What the task asks.
Examine each line of the data. Copy those that contain the string "BuildFailed".

Records shown.
//! Collection assembly: documents → validated, compiled records.
//!
//! Every document runs the full chain independently:
//!
//! ```text
//! SourceDocument ─► parse_front_matter ─► validate ─► compile ─► derive ─► Record
//!        │                  │                 │           │          │
//!        └──── LoadError ───┴─ FieldErrors ───┴─ Compile ─┴─ Date ───┴──► DocumentFailure
//! ```
//!
//! The per-document stage runs on a bounded rayon pool. Results are joined
//! in directory walk order, then slugs are checked across the whole
//! collection: every document sharing a slug with another is reported as
//! [`DocumentError::DuplicateSlug`] and left out.
//!
//! Nothing stops at the first failure. The assembler attempts every document
//! and reports all failures together in one [`BuildFailed`], alongside the
//! records that did succeed.
//!
//! ## Cancellation
//!
//! A [`CancelToken`] is checked before each document starts. Documents
//! already running finish; the run then ends with [`BuildError::Cancelled`]
//! and no partial collection.

use crate::compile::{CompileError, Compiler};
use crate::config::{PipelineConfig, effective_threads};
use crate::derive::{DeriveError, derive};
use crate::loader::{DocumentSet, LoadError, LoadFailure, SourceDocument, parse_front_matter};
use crate::registry::{Collection, Record};
use crate::schema::{Schema, SchemaError};
use crate::validate::{FieldError, validate};
use rayon::prelude::*;
use std::collections::BTreeMap;
use std::fmt;
use std::path::{Path, PathBuf};
use std::sync::Arc;
use std::sync::atomic::{AtomicBool, Ordering};
use thiserror::Error;
use tracing::{debug, info, warn};

/// Why one document was left out of its collection.
#[derive(Error, Debug)]
pub enum DocumentError {
    #[error("{0}")]
    Load(#[from] LoadError),
    #[error("front-matter validation failed: {}", join_field_errors(.0))]
    ValidationFailed(Vec<FieldError>),
    #[error("compilation failed at {0}")]
    Compilation(#[from] CompileError),
    #[error("{0}")]
    DateParse(#[from] DeriveError),
    #[error("duplicate slug `{slug}` shared by {}", join_paths(.paths))]
    DuplicateSlug { slug: String, paths: Vec<PathBuf> },
}

fn join_field_errors(errors: &[FieldError]) -> String {
    errors
        .iter()
        .map(ToString::to_string)
        .collect::<Vec<_>>()
        .join("; ")
}

fn join_paths(paths: &[PathBuf]) -> String {
    paths
        .iter()
        .map(|p| p.display().to_string())
        .collect::<Vec<_>>()
        .join(", ")
}

#[derive(Debug)]
pub struct DocumentFailure {
    pub path: PathBuf,
    pub error: DocumentError,
}

impl fmt::Display for DocumentFailure {
    fn fmt(&self, f: &mut fmt::Formatter<'_>) -> fmt::Result {
        write!(f, "{}: {}", self.path.display(), self.error)
    }
}

impl From<LoadFailure> for DocumentFailure {
    fn from(failure: LoadFailure) -> Self {
        Self {
            path: failure.path,
            error: failure.error.into(),
        }
    }
}

/// A collection with at least one failed document.
#[derive(Error, Debug)]
#[error("collection `{kind}`: {} document(s) failed", .failures.len())]
pub struct BuildFailed {
    pub kind: String,
    pub failures: Vec<DocumentFailure>,
    /// Records that succeeded. Never published.
    pub partial: Collection,
}

#[derive(Error, Debug)]
pub enum BuildError {
    #[error("build cancelled")]
    Cancelled,
    #[error("{} collection(s) failed to build", .0.len())]
    Failed(Vec<BuildFailed>),
    #[error(transparent)]
    Schema(#[from] SchemaError),
    #[error("collection `{kind}`: {source}")]
    Load { kind: String, source: LoadError },
    #[error("cannot start worker pool: {0}")]
    ThreadPool(#[from] rayon::ThreadPoolBuildError),
}

/// Shared cancellation flag. Clones observe the same flag.
#[derive(Debug, Clone, Default)]
pub struct CancelToken(Arc<AtomicBool>);

impl CancelToken {
    pub fn new() -> Self {
        Self::default()
    }

    pub fn cancel(&self) {
        self.0.store(true, Ordering::SeqCst);
    }

    pub fn is_cancelled(&self) -> bool {
        self.0.load(Ordering::SeqCst)
    }
}

/// Everything the per-document chain needs besides the schema.
#[derive(Debug, Clone)]
pub struct AssembleOptions {
    pub compiler: Compiler,
    pub words_per_minute: u32,
    /// Worker threads for the per-document stage.
    pub threads: usize,
}

impl AssembleOptions {
    pub fn from_config(config: &PipelineConfig) -> Self {
        Self {
            compiler: Compiler::new(&config.markup),
            words_per_minute: config.read_time.words_per_minute,
            threads: effective_threads(&config.processing),
        }
    }
}

impl Default for AssembleOptions {
    fn default() -> Self {
        Self::from_config(&PipelineConfig::default())
    }
}

/// Outcome of assembling one collection, failures included.
#[derive(Debug)]
pub struct AssemblyReport {
    pub collection: Collection,
    pub failures: Vec<DocumentFailure>,
}

impl AssemblyReport {
    pub fn into_result(self) -> Result<Collection, BuildFailed> {
        if self.failures.is_empty() {
            Ok(self.collection)
        } else {
            Err(BuildFailed {
                kind: self.collection.kind().to_string(),
                failures: self.failures,
                partial: self.collection,
            })
        }
    }
}

/// Assemble `kind` from `documents`, failing if any document fails.
pub fn assemble(
    kind: &str,
    schema: &Schema,
    documents: &DocumentSet,
    options: &AssembleOptions,
) -> Result<Collection, BuildError> {
    let report = assemble_report(kind, schema, documents, options, &CancelToken::new())?;
    report
        .into_result()
        .map_err(|failed| BuildError::Failed(vec![failed]))
}

/// Assemble `kind`, returning successes and failures side by side.
///
/// Errors only when cancelled or when the worker pool cannot start.
pub fn assemble_report(
    kind: &str,
    schema: &Schema,
    documents: &DocumentSet,
    options: &AssembleOptions,
    cancel: &CancelToken,
) -> Result<AssemblyReport, BuildError> {
    run_documents(kind, documents, options.threads, cancel, |doc| {
        process_document(doc, schema, options)
    })
}

/// Apply `process` to every document on a pool of `threads` workers, then
/// join in walk order and check slugs.
fn run_documents<F>(
    kind: &str,
    documents: &DocumentSet,
    threads: usize,
    cancel: &CancelToken,
    process: F,
) -> Result<AssemblyReport, BuildError>
where
    F: Fn(&SourceDocument) -> Result<Record, DocumentError> + Sync,
{
    let mut loaded = Vec::new();
    for item in documents.iter() {
        if cancel.is_cancelled() {
            return Err(BuildError::Cancelled);
        }
        loaded.push(item);
    }

    let pool = rayon::ThreadPoolBuilder::new()
        .num_threads(threads.max(1))
        .build()?;
    let outcomes: Vec<Option<Result<Record, DocumentFailure>>> = pool.install(|| {
        loaded
            .into_par_iter()
            .map(|item| {
                if cancel.is_cancelled() {
                    return None;
                }
                Some(match item {
                    Ok(doc) => process(&doc).map_err(|error| DocumentFailure {
                        path: doc.path.clone(),
                        error,
                    }),
                    Err(failure) => Err(failure.into()),
                })
            })
            .collect()
    });
    if cancel.is_cancelled() {
        return Err(BuildError::Cancelled);
    }

    let mut records = Vec::new();
    let mut failures = Vec::new();
    for outcome in outcomes.into_iter().flatten() {
        match outcome {
            Ok(record) => records.push(record),
            Err(failure) => failures.push(failure),
        }
    }

    let (records, duplicates) = split_duplicate_slugs(records);
    failures.extend(duplicates);

    for failure in &failures {
        warn!(kind, path = %failure.path.display(), "{}", failure.error);
    }
    info!(
        kind,
        records = records.len(),
        failures = failures.len(),
        "assembled collection"
    );

    Ok(AssemblyReport {
        collection: Collection::new(kind, records),
        failures,
    })
}

/// Run one document through validate → compile → derive.
pub fn process_document(
    doc: &SourceDocument,
    schema: &Schema,
    options: &AssembleOptions,
) -> Result<Record, DocumentError> {
    debug!(path = %doc.path.display(), "processing document");
    let raw = parse_front_matter(&doc.front_matter)?;
    let metadata = validate(schema, &raw).map_err(DocumentError::ValidationFailed)?;
    let body = options.compiler.compile(&doc.body)?;
    let derived = derive(doc, schema, &metadata, &body, options.words_per_minute)?;
    Ok(Record {
        path: doc.path.clone(),
        relative_path: doc.relative_path.clone(),
        metadata,
        derived,
        body,
    })
}

/// Separate records whose slug is unique from those that collide.
///
/// Every colliding record becomes a failure naming all paths that share
/// its slug, in walk order.
fn split_duplicate_slugs(records: Vec<Record>) -> (Vec<Record>, Vec<DocumentFailure>) {
    let mut paths_by_slug: BTreeMap<&str, Vec<&Path>> = BTreeMap::new();
    for record in &records {
        paths_by_slug
            .entry(record.slug())
            .or_default()
            .push(&record.path);
    }
    let colliding: BTreeMap<String, Vec<PathBuf>> = paths_by_slug
        .into_iter()
        .filter(|(_, paths)| paths.len() > 1)
        .map(|(slug, paths)| {
            (
                slug.to_string(),
                paths.into_iter().map(Path::to_path_buf).collect(),
            )
        })
        .collect();

    let mut unique = Vec::with_capacity(records.len());
    let mut failures = Vec::new();
    for record in records {
        match colliding.get(record.slug()) {
            Some(paths) => failures.push(DocumentFailure {
                error: DocumentError::DuplicateSlug {
                    slug: record.slug().to_string(),
                    paths: paths.clone(),
                },
                path: record.path,
            }),
            None => unique.push(record),
        }
    }
    (unique, failures)
}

Output of the task.
//! and reports all failures together in one [`BuildFailed`], alongside the
pub struct BuildFailed {
    Failed(Vec<BuildFailed>),
    pub fn into_result(self) -> Result<Collection, BuildFailed> {
            Err(BuildFailed {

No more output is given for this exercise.